Stored data entries:
Segment Open

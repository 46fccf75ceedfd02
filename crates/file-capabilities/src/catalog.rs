//! 目录索引模块。
//!
//! 遍历配置的根目录，维护 "文件名 -> 路径" 索引，并提供创建与软删除能力。

use std::collections::BTreeMap;
use std::fs;
use std::path::{Path, PathBuf};
use std::sync::{Mutex, MutexGuard, PoisonError};

use regex::Regex;
use tracing::{debug, info};
use walkdir::WalkDir;

use crate::error::{FileSystemError, Result};

/// 软删除时追加的后缀。
pub const BACKUP_SUFFIX: &str = ".bk";

/// 文件名到完整路径的索引。
pub type CatalogIndex = BTreeMap<String, String>;

/// 单个会话的目录索引。
///
/// 所有操作在同一把锁内完成，文件系统 I/O 也包含在临界区中。
#[derive(Debug)]
pub struct PathCatalog {
    /// 索引根目录。
    root: PathBuf,
    /// 当前索引，仅在遍历成功后整体替换。
    index: Mutex<CatalogIndex>,
}

impl PathCatalog {
    /// 创建以 `root` 为根的目录索引。
    pub fn new(root: impl Into<PathBuf>) -> Self {
        Self {
            root: root.into(),
            index: Mutex::new(CatalogIndex::new()),
        }
    }

    /// 当前索引快照。
    pub fn index(&self) -> Result<CatalogIndex> {
        Ok(self.lock()?.clone())
    }

    /// 列出根目录下的全部普通文件并重建索引。
    pub fn list_all(&self) -> Result<CatalogIndex> {
        let mut index = self.lock()?;
        info!(root = %self.root.display(), "Listing catalog");

        let mut collected = CatalogIndex::new();
        for entry in self.walk() {
            let entry = entry?;
            if entry.path().is_file() {
                insert_entry(&mut collected, entry.path());
            }
        }

        debug!(entries = collected.len(), "Catalog listed");
        *index = collected;
        Ok(index.clone())
    }

    /// 按正则表达式匹配完整路径并重建索引。
    ///
    /// 模式需匹配整个路径字符串，而不是其中的子串。
    pub fn search(&self, pattern: &str) -> Result<CatalogIndex> {
        let mut index = self.lock()?;
        Regex::new(pattern)?;
        let matcher = Regex::new(&format!("^(?:{pattern})$"))?;
        info!(root = %self.root.display(), pattern = %pattern, "Searching catalog");

        let mut collected = CatalogIndex::new();
        for entry in self.walk() {
            let entry = entry?;
            if matcher.is_match(&entry.path().to_string_lossy()) {
                insert_entry(&mut collected, entry.path());
            }
        }

        debug!(matches = collected.len(), "Catalog searched");
        *index = collected;
        Ok(index.clone())
    }

    /// 创建文件或目录。
    ///
    /// 末段名称包含 `.` 时视为文件（父目录必须存在），否则递归创建目录。
    pub fn create(&self, path: &str) -> Result<CatalogIndex> {
        let mut index = self.lock()?;
        let target = self.resolve(path)?;
        let name = base_name(&target)?;
        info!(path = %target.display(), "Creating path");

        if target.exists() {
            return Err(FileSystemError::AlreadyExists(target.display().to_string()));
        }

        if name.contains('.') {
            fs::OpenOptions::new()
                .write(true)
                .create_new(true)
                .open(&target)
                .map_err(FileSystemError::io("create file", &target))?;
        } else {
            fs::create_dir_all(&target).map_err(FileSystemError::io("create directory", &target))?;
        }

        index.insert(name, target.display().to_string());
        Ok(index.clone())
    }

    /// 软删除：把 `path` 重命名为 `path.bk`，不会覆盖已有备份。
    pub fn delete(&self, path: &str) -> Result<CatalogIndex> {
        let mut index = self.lock()?;
        let target = self.resolve(path)?;
        let name = base_name(&target)?;
        let backup = target.with_file_name(format!("{name}{BACKUP_SUFFIX}"));
        info!(path = %target.display(), backup = %backup.display(), "Deleting path");

        if !target.exists() {
            return Err(FileSystemError::NotFound(target.display().to_string()));
        }
        if backup.exists() {
            return Err(FileSystemError::BackupExists(backup.display().to_string()));
        }

        fs::rename(&target, &backup).map_err(FileSystemError::io("rename", &target))?;
        index.remove(&name);
        Ok(index.clone())
    }

    /// 清空索引，会话结束时调用。
    pub fn reset(&self) {
        self.index
            .lock()
            .unwrap_or_else(PoisonError::into_inner)
            .clear();
        info!(root = %self.root.display(), "Catalog reset");
    }

    fn lock(&self) -> Result<MutexGuard<'_, CatalogIndex>> {
        self.index.lock().map_err(|_| FileSystemError::LockPoisoned)
    }

    // 按文件名字典序遍历，同名文件以最后遍历到的为准。
    fn walk(&self) -> walkdir::IntoIter {
        WalkDir::new(&self.root).sort_by_file_name().into_iter()
    }

    fn resolve(&self, path: &str) -> Result<PathBuf> {
        if path.is_empty() {
            return Err(FileSystemError::InvalidPath);
        }
        Ok(self.root.join(path))
    }
}

fn base_name(path: &Path) -> Result<String> {
    path.file_name()
        .map(|name| name.to_string_lossy().to_string())
        .ok_or(FileSystemError::InvalidPath)
}

fn insert_entry(index: &mut CatalogIndex, path: &Path) {
    let name = base_name(path).unwrap_or_else(|_| path.display().to_string());
    index.insert(name, path.display().to_string());
}

#[cfg(test)]
mod tests {
    use super::*;
    use tempfile::TempDir;

    fn fixture() -> (TempDir, PathCatalog) {
        let dir = tempfile::tempdir().expect("temp dir should be created");
        fs::create_dir_all(dir.path().join("docs/nested")).expect("nested dirs");
        fs::write(dir.path().join("readme.md"), "hello\n").expect("readme");
        fs::write(dir.path().join("docs/notes.txt"), "a\nb\n").expect("notes");
        fs::write(dir.path().join("docs/nested/deep.txt"), "deep\n").expect("deep");
        let catalog = PathCatalog::new(dir.path());
        (dir, catalog)
    }

    #[test]
    fn test_list_all_indexes_regular_files_only() {
        let (dir, catalog) = fixture();
        let index = catalog.list_all().expect("listing should succeed");

        assert_eq!(index.len(), 3);
        assert_eq!(
            index.get("notes.txt"),
            Some(&dir.path().join("docs/notes.txt").display().to_string())
        );
        assert!(!index.contains_key("docs"));
        assert!(!index.contains_key("nested"));
    }

    #[test]
    fn test_list_all_is_idempotent() {
        let (_dir, catalog) = fixture();
        let first = catalog.list_all().expect("first listing");
        let second = catalog.list_all().expect("second listing");
        assert_eq!(first, second);
    }

    #[test]
    fn test_duplicate_base_names_resolve_deterministically() {
        let (dir, catalog) = fixture();
        fs::create_dir_all(dir.path().join("alpha")).expect("alpha dir");
        fs::write(dir.path().join("alpha/notes.txt"), "other\n").expect("dup notes");

        let index = catalog.list_all().expect("listing should succeed");
        // "alpha" 先于 "docs" 遍历，后者覆盖前者。
        assert_eq!(
            index.get("notes.txt"),
            Some(&dir.path().join("docs/notes.txt").display().to_string())
        );
    }

    #[test]
    fn test_list_all_failure_keeps_previous_index() {
        let (dir, catalog) = fixture();
        catalog.list_all().expect("listing should succeed");

        fs::remove_dir_all(dir.path()).expect("root removed");
        assert!(matches!(catalog.list_all(), Err(FileSystemError::Walk(_))));
        assert_eq!(catalog.index().expect("index snapshot").len(), 3);
    }

    #[test]
    fn test_search_matches_full_path() {
        let (_dir, catalog) = fixture();

        let index = catalog.search(r".*\.txt").expect("search should succeed");
        assert_eq!(index.len(), 2);
        assert!(index.contains_key("notes.txt"));
        assert!(index.contains_key("deep.txt"));

        // 子串不算匹配。
        let index = catalog.search("notes").expect("search should succeed");
        assert!(index.is_empty());
        assert!(catalog.index().expect("index snapshot").is_empty());
    }

    #[test]
    fn test_search_rejects_invalid_pattern() {
        let (_dir, catalog) = fixture();
        catalog.list_all().expect("listing should succeed");

        let err = catalog.search("(unclosed").expect_err("pattern is invalid");
        assert!(matches!(err, FileSystemError::InvalidPattern(_)));
        assert_eq!(catalog.index().expect("index snapshot").len(), 3);
    }

    #[test]
    fn test_search_pattern_cannot_escape_anchors() {
        let (dir, catalog) = fixture();
        catalog.list_all().expect("listing should succeed");

        let root = regex::escape(&dir.path().display().to_string());
        let err = catalog
            .search(&format!("{root})|(?:nomatch"))
            .expect_err("unbalanced pattern is invalid");
        assert!(matches!(err, FileSystemError::InvalidPattern(_)));
        assert_eq!(catalog.index().expect("index snapshot").len(), 3);
    }

    #[test]
    fn test_create_directory_with_ancestors() {
        let (dir, catalog) = fixture();
        let target = dir.path().join("a/b/c");

        let index = catalog
            .create(&target.to_string_lossy())
            .expect("directory should be created");

        assert!(target.is_dir());
        assert_eq!(index.get("c"), Some(&target.display().to_string()));
    }

    #[test]
    fn test_create_file_relative_to_root() {
        let (dir, catalog) = fixture();
        catalog.create("docs/todo.txt").expect("file should be created");
        assert!(dir.path().join("docs/todo.txt").is_file());
    }

    #[test]
    fn test_create_file_requires_parent() {
        let (dir, catalog) = fixture();
        let err = catalog
            .create("missing/todo.txt")
            .expect_err("parent does not exist");

        assert!(matches!(err, FileSystemError::Io { action: "create file", .. }));
        assert!(!dir.path().join("missing").exists());
    }

    #[test]
    fn test_create_existing_path_fails_without_changes() {
        let (dir, catalog) = fixture();
        let before = catalog.list_all().expect("listing should succeed");

        let err = catalog.create("readme.md").expect_err("path already exists");
        assert!(matches!(err, FileSystemError::AlreadyExists(_)));
        assert_eq!(catalog.index().expect("index snapshot"), before);
        assert_eq!(
            fs::read_to_string(dir.path().join("readme.md")).expect("readme"),
            "hello\n"
        );
    }

    #[test]
    fn test_create_rejects_empty_path() {
        let (_dir, catalog) = fixture();
        assert!(matches!(catalog.create(""), Err(FileSystemError::InvalidPath)));
    }

    #[test]
    fn test_delete_renames_to_backup() {
        let (dir, catalog) = fixture();
        catalog.list_all().expect("listing should succeed");

        let index = catalog.delete("docs/notes.txt").expect("delete should succeed");

        assert!(!dir.path().join("docs/notes.txt").exists());
        assert!(dir.path().join("docs/notes.txt.bk").is_file());
        assert!(!index.contains_key("notes.txt"));
        assert!(index.contains_key("readme.md"));
    }

    #[test]
    fn test_delete_never_overwrites_backup() {
        let (dir, catalog) = fixture();
        fs::write(dir.path().join("readme.md.bk"), "old\n").expect("old backup");

        let err = catalog.delete("readme.md").expect_err("backup exists");
        assert!(matches!(err, FileSystemError::BackupExists(_)));
        assert!(dir.path().join("readme.md").exists());
        assert_eq!(
            fs::read_to_string(dir.path().join("readme.md.bk")).expect("backup"),
            "old\n"
        );
    }

    #[test]
    fn test_delete_missing_path() {
        let (_dir, catalog) = fixture();
        let err = catalog.delete("ghost.txt").expect_err("path is missing");
        assert!(matches!(err, FileSystemError::NotFound(_)));
    }

    #[test]
    fn test_reset_clears_index() {
        let (_dir, catalog) = fixture();
        catalog.list_all().expect("listing should succeed");
        catalog.reset();
        assert!(catalog.index().expect("index snapshot").is_empty());
    }
}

Segment Closed

— WHAT YOU ARE ASKED TO DO —
Which lines above include the string "nested"? Show them.

— RESPONSE TO THE TASK —
        fs::create_dir_all(dir.path().join("docs/nested")).expect("nested dirs");
        fs::write(dir.path().join("docs/nested/deep.txt"), "deep\n").expect("deep");
        assert!(!index.contains_key("nested"));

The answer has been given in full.